We all think we know what trust is—but do we? How do you know when to trust? Integrity or character of a person should tell you if they are trustworthy. I usually trust until proven otherwise. Once it’s lost, there is usually a Humpty Dumpty effect: hard to put it back together again.
Usually the behaviors that created the distrust are difficult to change, if ever, because they are complex and tedious. Once trust has been lost, what can we do to get it back—if anything? In college, one of my instructors asked me out. When I declined to go out with him, he dropped my A grade to a C. I was eighteen, too shy to complain to the dean. Was I accountable for not doing what should have been done? I think so.
Renewing trust is not just a decision—it’s a lifestyle change. There are many facets and turns in the delicate and daunting process of trust. When we lie or cheat or do bad things to others, or ourselves, we pay the ultimate price, and we lose what is most precious to us. Sometimes it takes a fall from grace to recognize the true value of a relationship. Creating trust is a big deal and needs to be treated that way.

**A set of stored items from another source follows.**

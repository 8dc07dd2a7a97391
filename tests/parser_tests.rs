use aggregation_dist::aggregator::{aggregate, TimeGapStrategy};
use aggregation_dist::parser::pcap::LINKTYPE_IEEE802_11_RADIOTAP;
use aggregation_dist::parser::{extract_signals, SignalKind, SignalMode, SignalSequence};
use aggregation_dist::utils::error::{AggregationError, ParseError};
use std::path::Path;

const LINKTYPE_ETHERNET: u32 = 1;

/// Radiotap header carrying only the A-MPDU status field
fn radiotap(reference: Option<u32>) -> Vec<u8> {
    match reference {
        Some(reference) => {
            let mut header = vec![0u8, 0, 16, 0];
            header.extend_from_slice(&(1u32 << 20).to_le_bytes());
            header.extend_from_slice(&reference.to_le_bytes());
            header.extend_from_slice(&[0; 4]);
            header
        }
        None => {
            let mut header = vec![0u8, 0, 8, 0];
            header.extend_from_slice(&0u32.to_le_bytes());
            header
        }
    }
}

/// Little-endian microsecond pcap with one record per (seconds, micros, payload)
fn pcap(link_type: u32, records: &[(u32, u32, Vec<u8>)]) -> Vec<u8> {
    let mut bytes = Vec::new();
    bytes.extend_from_slice(&0xa1b2_c3d4u32.to_le_bytes());
    bytes.extend_from_slice(&2u16.to_le_bytes());
    bytes.extend_from_slice(&4u16.to_le_bytes());
    bytes.extend_from_slice(&0i32.to_le_bytes());
    bytes.extend_from_slice(&0u32.to_le_bytes());
    bytes.extend_from_slice(&65535u32.to_le_bytes());
    bytes.extend_from_slice(&link_type.to_le_bytes());

    for (sec, usec, payload) in records {
        bytes.extend_from_slice(&sec.to_le_bytes());
        bytes.extend_from_slice(&usec.to_le_bytes());
        bytes.extend_from_slice(&(payload.len() as u32).to_le_bytes());
        bytes.extend_from_slice(&(payload.len() as u32).to_le_bytes());
        bytes.extend_from_slice(payload);
    }
    bytes
}

fn write_temp(dir: &Path, name: &str, contents: &[u8]) -> std::path::PathBuf {
    let path = dir.join(name);
    std::fs::write(&path, contents).unwrap();
    path
}

#[test]
fn test_extract_json_timestamps() {
    let dir = tempfile::tempdir().unwrap();
    let path = write_temp(
        dir.path(),
        "capture.json",
        br#"{ "timesReceivedInNanoseconds": [0, 500000, 600000] }"#,
    );

    let signals = extract_signals(&path, SignalMode::Auto).unwrap();
    assert_eq!(signals.kind(), SignalKind::Timed);

    let dist = aggregate(&signals, &TimeGapStrategy::new());
    assert_eq!(dist.run_lengths(), &[1, 2]);
}

#[test]
fn test_extract_json_wrong_mode() {
    let dir = tempfile::tempdir().unwrap();
    let path = write_temp(dir.path(), "capture.json", br#"{ "ampduReferences": [1, 1] }"#);

    assert!(matches!(
        extract_signals(&path, SignalMode::Time),
        Err(ParseError::UnsupportedFormat(_))
    ));
}

#[test]
fn test_extract_json_mixed_is_malformed() {
    let dir = tempfile::tempdir().unwrap();
    let path = write_temp(
        dir.path(),
        "capture.json",
        br#"{ "timesReceivedInNanoseconds": [0], "ampduReferences": [1] }"#,
    );

    assert!(matches!(
        extract_signals(&path, SignalMode::Auto),
        Err(ParseError::Signal(AggregationError::MalformedSignal(_)))
    ));
}

#[test]
fn test_extract_missing_file() {
    assert!(matches!(
        extract_signals(Path::new("/nonexistent/capture.json"), SignalMode::Auto),
        Err(ParseError::InputNotFound(_))
    ));
}

#[test]
fn test_extract_pcap_group_ids() {
    let dir = tempfile::tempdir().unwrap();
    let records = vec![
        (0, 0, radiotap(Some(5))),
        (0, 10, radiotap(Some(5))),
        (0, 20, radiotap(None)),
        (0, 30, radiotap(None)),
        (0, 40, radiotap(Some(5))),
    ];
    let path = write_temp(
        dir.path(),
        "capture.pcap",
        &pcap(LINKTYPE_IEEE802_11_RADIOTAP, &records),
    );

    let signals = extract_signals(&path, SignalMode::Auto).unwrap();
    assert_eq!(signals.kind(), SignalKind::Grouped);

    let dist = aggregate(&signals, &TimeGapStrategy::new());
    assert_eq!(dist.run_lengths(), &[2, 2, 1]);
}

#[test]
fn test_extract_pcap_timestamps() {
    let dir = tempfile::tempdir().unwrap();
    let records = vec![
        (1_700_000_000, 999_900, vec![0u8; 4]),
        (1_700_000_001, 100, vec![0u8; 4]),
        (1_700_000_001, 1_000, vec![0u8; 4]),
    ];
    let path = write_temp(dir.path(), "capture.pcap", &pcap(LINKTYPE_ETHERNET, &records));

    let signals = extract_signals(&path, SignalMode::Time).unwrap();
    let SignalSequence::Timed(times) = &signals else {
        panic!("expected timestamps");
    };
    let relative: Vec<f64> = times.iter().map(|t| t.arrival_time_us).collect();
    assert_eq!(relative, vec![0.0, 200.0, 1_100.0]);

    let dist = aggregate(&signals, &TimeGapStrategy::new());
    assert_eq!(dist.run_lengths(), &[2, 1]);
}

#[test]
fn test_extract_pcap_group_ids_need_radiotap() {
    let dir = tempfile::tempdir().unwrap();
    let path = write_temp(
        dir.path(),
        "capture.pcap",
        &pcap(LINKTYPE_ETHERNET, &[(0, 0, vec![0u8; 4])]),
    );

    assert!(matches!(
        extract_signals(&path, SignalMode::Group),
        Err(ParseError::UnsupportedFormat(_))
    ));
}

#[test]
fn test_extract_pcap_auto_falls_back_to_timestamps() {
    let dir = tempfile::tempdir().unwrap();
    let records = vec![
        (10, 0, vec![0u8; 4]),
        (10, 100, vec![0u8; 4]),
        (10, 900, vec![0u8; 4]),
    ];
    let path = write_temp(dir.path(), "capture.pcap", &pcap(LINKTYPE_ETHERNET, &records));

    let signals = extract_signals(&path, SignalMode::Auto).unwrap();
    assert_eq!(signals.kind(), SignalKind::Timed);

    let dist = aggregate(&signals, &TimeGapStrategy::new());
    assert_eq!(dist.run_lengths(), &[2, 1]);
}

#[test]
fn test_extract_pcap_truncated_record() {
    let dir = tempfile::tempdir().unwrap();
    let mut bytes = pcap(LINKTYPE_IEEE802_11_RADIOTAP, &[(0, 0, radiotap(Some(1)))]);
    bytes.truncate(bytes.len() - 3);
    let path = write_temp(dir.path(), "capture.pcap", &bytes);

    assert!(matches!(
        extract_signals(&path, SignalMode::Group),
        Err(ParseError::InvalidFormat(_))
    ));
}

#[test]
fn test_extract_pcapng_unsupported() {
    let dir = tempfile::tempdir().unwrap();
    let path = write_temp(dir.path(), "capture.pcapng", &[0x0a, 0x0d, 0x0d, 0x0a]);

    assert!(matches!(
        extract_signals(&path, SignalMode::Auto),
        Err(ParseError::UnsupportedFormat(_))
    ));
}
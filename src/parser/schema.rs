//! Output JSON schema definitions for aggregation reports.
//!
//! This module defines the structure of JSON files we write to disk.
//! Schema is versioned to allow future evolution.

use crate::aggregator::{Distribution, Histogram};
use crate::utils::config::SCHEMA_VERSION;
use crate::utils::error::AggregationError;
use serde::{Deserialize, Serialize};

/// Top-level report structure written to JSON
#[derive(Debug, Clone, PartialEq, Serialize, Deserialize)]
pub struct AggregationReport {
    /// Schema version for compatibility checking
    pub version: String,

    /// Run name (also the stem of the output files)
    pub name: String,

    /// Capture file that was analysed
    pub source: String,

    /// Detection strategy used ("time-gap" or "group-id")
    pub strategy: String,

    /// Packets per aggregation burst, in detection order
    pub run_lengths: Vec<u64>,

    /// Number of received packets (sum of run lengths)
    pub total_packets: u64,

    /// Mean packets per burst
    pub mean_run_length: f64,

    /// Bucketed counts as plotted
    pub histogram: HistogramSummary,

    /// Timestamp when report was generated
    pub generated_at: String,
}

/// Serialized histogram
#[derive(Debug, Clone, PartialEq, Serialize, Deserialize)]
pub struct HistogramSummary {
    /// Last exact bucket before the overflow bucket, absent for auto range
    #[serde(skip_serializing_if = "Option::is_none", default)]
    pub max_shown: Option<u64>,

    pub buckets: Vec<BucketCount>,
}

/// A single histogram column
#[derive(Debug, Clone, PartialEq, Eq, Serialize, Deserialize)]
pub struct BucketCount {
    /// "3" for an exact bucket, "21+" for the overflow bucket
    pub label: String,
    pub count: u64,
}

impl From<&Histogram> for HistogramSummary {
    fn from(histogram: &Histogram) -> Self {
        Self {
            max_shown: histogram.max_shown(),
            buckets: histogram
                .buckets()
                .iter()
                .map(|bucket| BucketCount {
                    label: bucket.label.to_string(),
                    count: bucket.count,
                })
                .collect(),
        }
    }
}

/// Convert analysis results to the output report format
///
/// **Public** - used by commands to create final output
///
/// # Errors
/// * `AggregationError::EmptyDistribution` - no bursts, so no mean
pub fn to_report(
    name: &str,
    source: &str,
    strategy: &str,
    distribution: &Distribution,
    histogram: &Histogram,
) -> Result<AggregationReport, AggregationError> {
    use chrono::Utc;

    Ok(AggregationReport {
        version: SCHEMA_VERSION.to_string(),
        name: name.to_string(),
        source: source.to_string(),
        strategy: strategy.to_string(),
        run_lengths: distribution.run_lengths().to_vec(),
        total_packets: distribution.total_packets(),
        mean_run_length: distribution.mean_run_length()?,
        histogram: HistogramSummary::from(histogram),
        generated_at: Utc::now().to_rfc3339(),
    })
}
//! Histogram chart rendering.
//!
//! This module converts a binned distribution into an SVG bar chart
//! and a terminal text summary.

pub mod generator;

// Re-export main types
pub use generator::{escape_xml, generate_histogram_svg, generate_text_summary, ChartConfig};
//! SVG chart output writer.
//!
//! Writes SVG content to files with proper encoding.

use super::validate_path;
use crate::utils::error::OutputError;
use log::{debug, info};
use std::fs::File;
use std::io::{BufWriter, Write};
use std::path::Path;

/// Write SVG content to a file
///
/// **Public** - main entry point for SVG output
///
/// # Arguments
/// * `svg_content` - SVG string from the chart generator
/// * `output_path` - Path to output SVG file
///
/// # Errors
/// * `OutputError::WriteFailed` - I/O error during write
/// * `OutputError::InvalidPath` - Path is invalid
/// * `OutputError::DirectoryNotFound` - Parent directory does not exist
///
/// # Example
/// ```ignore
/// let svg = generate_histogram_svg(&histogram, &distribution, None)?;
/// write_svg(&svg, "capture.svg")?;
/// ```
pub fn write_svg(svg_content: &str, output_path: impl AsRef<Path>) -> Result<(), OutputError> {
    let output_path = output_path.as_ref();

    info!("Writing SVG to: {}", output_path.display());

    validate_path(output_path)?;

    if let Some(ext) = output_path.extension() {
        if ext != "svg" {
            debug!("Warning: File does not have .svg extension: {}", output_path.display());
        }
    }

    let file = File::create(output_path)?;
    let mut writer = BufWriter::new(file);

    writer.write_all(svg_content.as_bytes())?;
    writer.flush()?;

    let file_size = svg_content.len();
    info!(
        "SVG written successfully ({} bytes, {:.2} KB)",
        file_size,
        file_size as f64 / 1024.0
    );

    Ok(())
}

#[cfg(test)]
mod tests {
    use super::*;
    use tempfile::NamedTempFile;

    const VALID_SVG: &str = r#"<svg xmlns="http://www.w3.org/2000/svg" width="100" height="100">
  <rect x="0" y="0" width="100" height="100" fill="red"/>
</svg>"#;

    #[test]
    fn test_write_svg() {
        let temp_file = NamedTempFile::new().unwrap();
        let path = temp_file.path();

        write_svg(VALID_SVG, path).unwrap();

        assert_eq!(std::fs::read_to_string(path).unwrap(), VALID_SVG);
    }

    #[test]
    fn test_write_svg_to_directory_fails() {
        let temp_dir = tempfile::tempdir().unwrap();
        assert!(matches!(
            write_svg(VALID_SVG, temp_dir.path()),
            Err(OutputError::InvalidPath(_))
        ));
    }
}
//! Standalone HTML page embedding the histogram chart.

use super::validate_path;
use crate::plot::escape_xml;
use crate::utils::error::OutputError;
use log::info;
use std::path::Path;

/// Wrap an SVG chart into a self-contained HTML document
pub fn render_html_page(title: &str, svg_content: &str) -> String {
    let title = escape_xml(title);
    format!(
        r#"<!DOCTYPE html>
<html lang="en">
<head>
<meta charset="utf-8">
<title>{title}</title>
<style>
  html, body {{ margin: 0; height: 100%; background: #fafafa; }}
  .chart {{ display: flex; justify-content: center; align-items: center; height: 100%; }}
  .chart svg {{ max-width: 100%; height: auto; }}
</style>
</head>
<body>
<div class="chart">
{svg_content}
</div>
</body>
</html>
"#
    )
}

/// Write the chart as an HTML page
///
/// # Errors
/// * `OutputError::WriteFailed` - I/O error during write
/// * `OutputError::InvalidPath` / `OutputError::DirectoryNotFound` - bad destination
pub fn write_html(
    title: &str,
    svg_content: &str,
    output_path: impl AsRef<Path>,
) -> Result<(), OutputError> {
    let output_path = output_path.as_ref();

    info!("Writing HTML to: {}", output_path.display());
    validate_path(output_path)?;

    let page = render_html_page(title, svg_content);
    std::fs::write(output_path, &page)?;

    info!("HTML written successfully ({} bytes)", page.len());
    Ok(())
}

This above all: to thine own self be true,
And it must follow, as the night the day,
Thou canst not then be false to any man.
William Shakespeare, Hamlet
What about trust in the work place? The integrity of the leadership of the organization is critical. The truthfulness and transparency of the communication with staff is also a critical factor and can promote a trusting environment. I’m fortunate to have worked at honorable institutions—The Ohio State University and Sandia National Laboratories—for their trust in me and for opportunities to grow. I would be remiss if I didn’t mention the trust I have for my critique group—Penny Warner, Ann Parker, Staci McLaughlin, Colleen Casey, and Janet Finsilver—for fixing my incredibly sloppy drafts.
Love all, trust a few; Do wrong to none.